Sep 24, 2020 News
You’ve heard that Guyana can make a killing from producing oil. That’s true. However, even before oil is produced in a block, Guyana can make hundreds of millions; sometimes even billions of dollars, from mining data on those blocks and knowing how to use that data to its advantage.
In a recent interview on Kaieteur Radio’s Petroleum 101, Petroleum Consultant, Dr. Jan Mangal, explained how Guyana can give itself an advantage if it owns and studies data on its blocks.
“Seismic data,” Dr. Mangal said, “is what oil companies need to decide whether they will invest in a particular area in a block, in a country. By acquiring ownership of that data – and not only for Exxon, for any other company that has done seismic in Guyana – Guyana can take that data and better understand what is actually out there in its own waters.”
The data is amassed from seismic surveys, which entail generating sound waves that are transmitted into the earth and recording the energy that is returned from changes in rock layers.
“Guyana needs to be in control of the data,” Dr. Mangal told Kaieteur Radio last week. “Guyana still does not have the data and information. Exxon is still in a position of control because it has the data.”
In 2018, Exxon’s then Head of Government and Public Affairs, Kimberly Brasington said that approximately $140M was spent shooting the company’s 20,000km seismic campaign over the Stabroek Block. She said that this was ExxonMobil’s largest proprietary seismic campaign.
“It was required because no 3D data existed for the block. The seismic data is what helped us figure out where to drill the wells,” Brasington had stated.
Furthermore, the official had said that approximately $65M was spent over many years utilizing Geology and Geo-science experts and engineering teams to identify the potential prospects that the company and its partners wanted to drill and then to design the concept for safe and successful drilling.
Seismic surveys have also been conducted on the Canje and Kaieteur blocks. Dr. Mangal said that Guyana owns the data – all of it, and that getting it would put Guyana in a position that allows it to leverage the value of its offshore patrimony and break the sizeable monopoly which ExxonMobil currently enjoys in the area.

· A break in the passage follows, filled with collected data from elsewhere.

//! One complete tag transaction.

use crate::debounce::{DebounceConfig, ReadOutcome};
use schoolbag_core::TagId;
use schoolbag_core::constants::{AUTH_BLOCK, DEFAULT_AUTH_KEY, READ_INTERVAL_MS};
use schoolbag_hardware::{AuthKey, HardwareError, RfidReader};
use std::time::Duration;
use tracing::{debug, trace};

/// Reader polling configuration.
#[derive(Debug, Clone, PartialEq, Eq)]
pub struct ReaderConfig {
    /// Key A presented for the authenticated read.
    pub auth_key: AuthKey,

    /// Block authenticated and read after anticollision.
    pub auth_block: u8,

    /// Delay between polls.
    pub poll_interval: Duration,

    pub debounce: DebounceConfig,
}

impl Default for ReaderConfig {
    fn default() -> Self {
        Self {
            auth_key: AuthKey(DEFAULT_AUTH_KEY),
            auth_block: AUTH_BLOCK,
            poll_interval: Duration::from_millis(READ_INTERVAL_MS),
            debounce: DebounceConfig::default(),
        }
    }
}

impl ReaderConfig {
    pub fn with_poll_interval(mut self, interval: Duration) -> Self {
        self.poll_interval = interval;
        self
    }

    pub fn with_debounce(mut self, debounce: DebounceConfig) -> Self {
        self.debounce = debounce;
        self
    }

    pub fn with_auth_key(mut self, key: AuthKey) -> Self {
        self.auth_key = key;
        self
    }
}

/// Run request, anticollision, select, authenticate, block read and stop
/// crypto against the reader.
///
/// Transient failures become the matching [`ReadOutcome`]. Only errors that
/// mean the reader is gone ([`HardwareError::is_fatal`]) are returned.
///
/// # Errors
///
/// Returns the fatal hardware error that ended the transaction.
pub async fn read_once<R: RfidReader>(
    reader: &mut R,
    config: &ReaderConfig,
) -> Result<ReadOutcome, HardwareError> {
    match reader.request().await {
        Ok(Some(_)) => {}
        Ok(None) => return Ok(ReadOutcome::Miss),
        Err(e) => return transient(e, ReadOutcome::Miss),
    }

    let uid = match reader.anticollide().await {
        Ok(uid) => uid,
        Err(e) => return transient(e, ReadOutcome::AnticollFailure),
    };
    let id = match TagId::from_bytes(uid) {
        Ok(id) => id,
        Err(e) => {
            debug!("Discarding malformed UID: {}", e);
            return Ok(ReadOutcome::AnticollFailure);
        }
    };

    let outcome = authenticated_read(reader, config, &id).await;

    // Always release the tag, even after a failed authentication.
    if let Err(e) = reader.stop_crypto().await {
        if e.is_fatal() {
            return Err(e);
        }
        trace!("stop_crypto failed: {}", e);
    }

    match outcome {
        Ok(true) => Ok(ReadOutcome::Success(id)),
        Ok(false) => Ok(ReadOutcome::AuthFailure),
        Err(e) => transient(e, ReadOutcome::AuthFailure),
    }
}

async fn authenticated_read<R: RfidReader>(
    reader: &mut R,
    config: &ReaderConfig,
    id: &TagId,
) -> Result<bool, HardwareError> {
    reader.select_tag(id.as_bytes()).await?;

    if !reader
        .authenticate(config.auth_block, &config.auth_key, id.as_bytes())
        .await?
    {
        trace!("Tag {} rejected the key", id);
        return Ok(false);
    }

    let block = reader.read_block(config.auth_block).await?;
    trace!("Tag {} block {}: {:02x?}", id, config.auth_block, block);
    Ok(true)
}

fn transient(error: HardwareError, outcome: ReadOutcome) -> Result<ReadOutcome, HardwareError> {
    if error.is_fatal() {
        return Err(error);
    }
    trace!("Transient reader failure: {}", error);
    Ok(outcome)
}

#[cfg(test)]
mod tests {
    use super::*;
    use schoolbag_hardware::mock::{MockRead, MockRfid};

    const UID: [u8; 4] = [0x04, 0xa1, 0x2b, 0x3c];

    #[tokio::test]
    async fn test_empty_field_is_miss() {
        let (mut reader, _handle) = MockRfid::new();

        let outcome = read_once(&mut reader, &ReaderConfig::default()).await.unwrap();
        assert_eq!(outcome, ReadOutcome::Miss);
    }

    #[tokio::test]
    async fn test_tag_in_field_is_success() {
        let (mut reader, handle) = MockRfid::new();
        handle.present_tag(UID.to_vec());

        let outcome = read_once(&mut reader, &ReaderConfig::default()).await.unwrap();
        assert_eq!(
            outcome,
            ReadOutcome::Success(TagId::from_bytes(UID).unwrap())
        );
        assert!(!handle.is_crypto_active());
    }

    #[tokio::test]
    async fn test_scripted_failures() {
        let (mut reader, handle) = MockRfid::new();
        handle.script([MockRead::AnticollFailure, MockRead::AuthFailure(UID.to_vec())]);
        let config = ReaderConfig::default();

        assert_eq!(
            read_once(&mut reader, &config).await.unwrap(),
            ReadOutcome::AnticollFailure
        );
        assert_eq!(
            read_once(&mut reader, &config).await.unwrap(),
            ReadOutcome::AuthFailure
        );
        assert!(!handle.is_crypto_active());
    }

    #[tokio::test]
    async fn test_oversized_uid_is_anticoll_failure() {
        let (mut reader, handle) = MockRfid::new();
        handle.present_tag(vec![0x01; 11]);

        assert_eq!(
            read_once(&mut reader, &ReaderConfig::default()).await.unwrap(),
            ReadOutcome::AnticollFailure
        );
    }

    #[tokio::test]
    async fn test_disconnect_is_fatal() {
        let (mut reader, handle) = MockRfid::new();
        handle.disconnect();

        let error = read_once(&mut reader, &ReaderConfig::default())
            .await
            .unwrap_err();
        assert!(matches!(error, HardwareError::Disconnected { .. }));
    }

    #[test]
    fn test_default_config() {
        let config = ReaderConfig::default();
        assert_eq!(config.auth_key.as_bytes(), &[0xff; 6]);
        assert_eq!(config.auth_block, 8);
        assert_eq!(config.poll_interval, Duration::from_millis(250));
        assert_eq!(config.debounce.acceptance_threshold, 2);
    }
}
//! Composition root of the school bag daemon.
//!
//! [`AppConfig`] gathers every subsystem's settings, [`Devices`] carries the
//! peripherals, and [`Supervisor`] spawns one task per subsystem and wires
//! their channels together:
//!
//! ```text
//!                ┌─────────────┐ TagAccepted  ┌─────────────┐ ContentEvent
//!  RFID reader ─►│ reader task │─────────────►│ content task│──────────────► subscribers
//!                └─────────────┘              └─────────────┘       │
//!                ┌─────────────┐ ReloadSettings      ▲              │ PreferencesChanged
//!  data.json  ──►│ watcher     │─────────────────────┘              ▼
//!                └─────────────┘                              ┌─────────────┐
//!                ┌─────────────┐        LightingCommand       │ lighting    │──► LED strip
//!  button     ──►│ button task │─────────────────────────────►│ task        │
//!  sensors    ──►│ presence    │─────────────────────────────►│             │
//!                └─────────────┘                              └─────────────┘
//! ```

pub mod config;
pub mod error;
pub mod supervisor;

pub use config::AppConfig;
pub use error::{AppError, TaskError};
pub use supervisor::{Devices, MockHandles, ShutdownReport, Supervisor, SupervisorHandle};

The former Presidential Advisor said that the government should hire experts and have servers installed to handle the data. He noted that it would be an expensive venture, but it would be worth it.
Earlier this year, Kaieteur News had noted that oil companies would prefer it if the data they have accumulated on areas they have studied are kept secret. That’s because the revelation of that data to other oil companies and the general public could make the area in which they operate more competitive, by bringing in other companies, and billions of dollars in signing bonuses from those who want to get in on a piece of the lucrative Guyana-Suriname basin.
Mangal said that with the data, government can even challenge oil companies on where they decide to explore for oil.
“With these [development] projects coming along,” he added, “the government should have acquired all the data for Liza one, for the project, the FPSO, the wells, in a real-time mode of benchmarking and checking. So everything Exxon does, the government can say, ‘Yep that’s according to the plan’, ‘Nope that’s not according to the plan.”
At this point, however, Guyana is heavily reliant on what oil companies tell it. As Mangal noted, as long as Government is ignorant, oil companies will have more latitude to play games.
Suriname has already embarked on a process of capitalizing on offshore data it has gathered on its own. On its website, the State-run oil company of Suriname, Staatsolie explained how its work in the near shore areas, though not yielding material discoveries, have already done enough to confirm the “potential” of oil in the coastal area. With this data, the government announced earlier this year that it would farm out stakes in the area to make money and allow oil companies to operate competitively.
Earlier this year, Energy Department Head, Dr. Mark Bynoe, told reporters that the government intended to execute 2D and 3D seismic surveys before the country heads to its next licensing round for oil blocks. He said that it was in the process of procuring a consultant to conduct the surveys. It is unclear whether the new government will continue with this plan.